# Exercise description
Lines from the beginning of the entries up to and including the one with "for this task" must be duplicated word for word; leave out all others.

(Saved entries)
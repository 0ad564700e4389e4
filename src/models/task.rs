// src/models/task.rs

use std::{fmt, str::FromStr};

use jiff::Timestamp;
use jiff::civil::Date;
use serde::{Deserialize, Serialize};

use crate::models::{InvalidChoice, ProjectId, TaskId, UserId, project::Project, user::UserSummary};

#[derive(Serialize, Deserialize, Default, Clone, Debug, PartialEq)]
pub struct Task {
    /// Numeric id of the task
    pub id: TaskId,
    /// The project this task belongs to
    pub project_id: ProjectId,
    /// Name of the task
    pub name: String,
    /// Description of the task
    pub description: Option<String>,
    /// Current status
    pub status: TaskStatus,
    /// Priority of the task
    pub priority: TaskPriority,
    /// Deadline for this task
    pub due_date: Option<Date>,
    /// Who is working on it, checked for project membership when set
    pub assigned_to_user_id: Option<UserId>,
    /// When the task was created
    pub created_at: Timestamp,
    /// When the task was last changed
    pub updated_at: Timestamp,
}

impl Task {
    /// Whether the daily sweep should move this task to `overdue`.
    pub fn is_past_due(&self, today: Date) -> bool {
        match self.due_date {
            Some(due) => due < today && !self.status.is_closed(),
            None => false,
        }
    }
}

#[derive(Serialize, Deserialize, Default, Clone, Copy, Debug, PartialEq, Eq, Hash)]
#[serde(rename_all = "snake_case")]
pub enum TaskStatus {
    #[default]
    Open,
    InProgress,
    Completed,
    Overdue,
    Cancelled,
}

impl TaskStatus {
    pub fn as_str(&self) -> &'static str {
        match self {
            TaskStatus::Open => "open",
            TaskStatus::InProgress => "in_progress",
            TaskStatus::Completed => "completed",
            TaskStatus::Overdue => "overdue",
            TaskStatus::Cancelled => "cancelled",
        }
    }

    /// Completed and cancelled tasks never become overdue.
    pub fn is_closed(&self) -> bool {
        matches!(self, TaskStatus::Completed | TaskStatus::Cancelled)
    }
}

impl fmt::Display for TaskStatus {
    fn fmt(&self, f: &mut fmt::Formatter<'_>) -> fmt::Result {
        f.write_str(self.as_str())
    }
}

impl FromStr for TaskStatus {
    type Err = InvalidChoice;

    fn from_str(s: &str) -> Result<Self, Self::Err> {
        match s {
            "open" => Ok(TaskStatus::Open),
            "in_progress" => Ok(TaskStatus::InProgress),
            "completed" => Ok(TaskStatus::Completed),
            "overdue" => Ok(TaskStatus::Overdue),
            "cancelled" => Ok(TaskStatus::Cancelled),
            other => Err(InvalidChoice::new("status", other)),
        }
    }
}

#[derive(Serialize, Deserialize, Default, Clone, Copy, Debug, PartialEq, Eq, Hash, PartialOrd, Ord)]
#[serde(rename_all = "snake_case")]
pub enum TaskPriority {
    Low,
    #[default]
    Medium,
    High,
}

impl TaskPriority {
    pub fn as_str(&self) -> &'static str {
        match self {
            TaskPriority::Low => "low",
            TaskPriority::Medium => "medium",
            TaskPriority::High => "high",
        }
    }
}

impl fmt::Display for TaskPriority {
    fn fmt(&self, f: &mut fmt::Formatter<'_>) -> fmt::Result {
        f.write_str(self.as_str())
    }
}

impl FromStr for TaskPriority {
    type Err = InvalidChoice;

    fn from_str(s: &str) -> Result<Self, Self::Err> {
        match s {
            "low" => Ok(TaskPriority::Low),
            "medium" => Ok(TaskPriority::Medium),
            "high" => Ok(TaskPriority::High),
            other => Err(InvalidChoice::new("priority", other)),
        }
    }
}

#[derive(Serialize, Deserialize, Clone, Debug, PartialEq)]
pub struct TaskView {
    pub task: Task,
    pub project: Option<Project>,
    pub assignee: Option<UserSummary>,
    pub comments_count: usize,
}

# Finished exercise
repository 0ad564700e4389e4
filename src/models/task.rs
// src/models/task.rs

use std::{fmt, str::FromStr};

use jiff::Timestamp;
use jiff::civil::Date;
use serde::{Deserialize, Serialize};

use crate::models::{InvalidChoice, ProjectId, TaskId, UserId, project::Project, user::UserSummary};

#[derive(Serialize, Deserialize, Default, Clone, Debug, PartialEq)]
pub struct Task {
    /// Numeric id of the task
    pub id: TaskId,
    /// The project this task belongs to
    pub project_id: ProjectId,
    /// Name of the task
    pub name: String,
    /// Description of the task
    pub description: Option<String>,
    /// Current status
    pub status: TaskStatus,
    /// Priority of the task
    pub priority: TaskPriority,
    /// Deadline for this task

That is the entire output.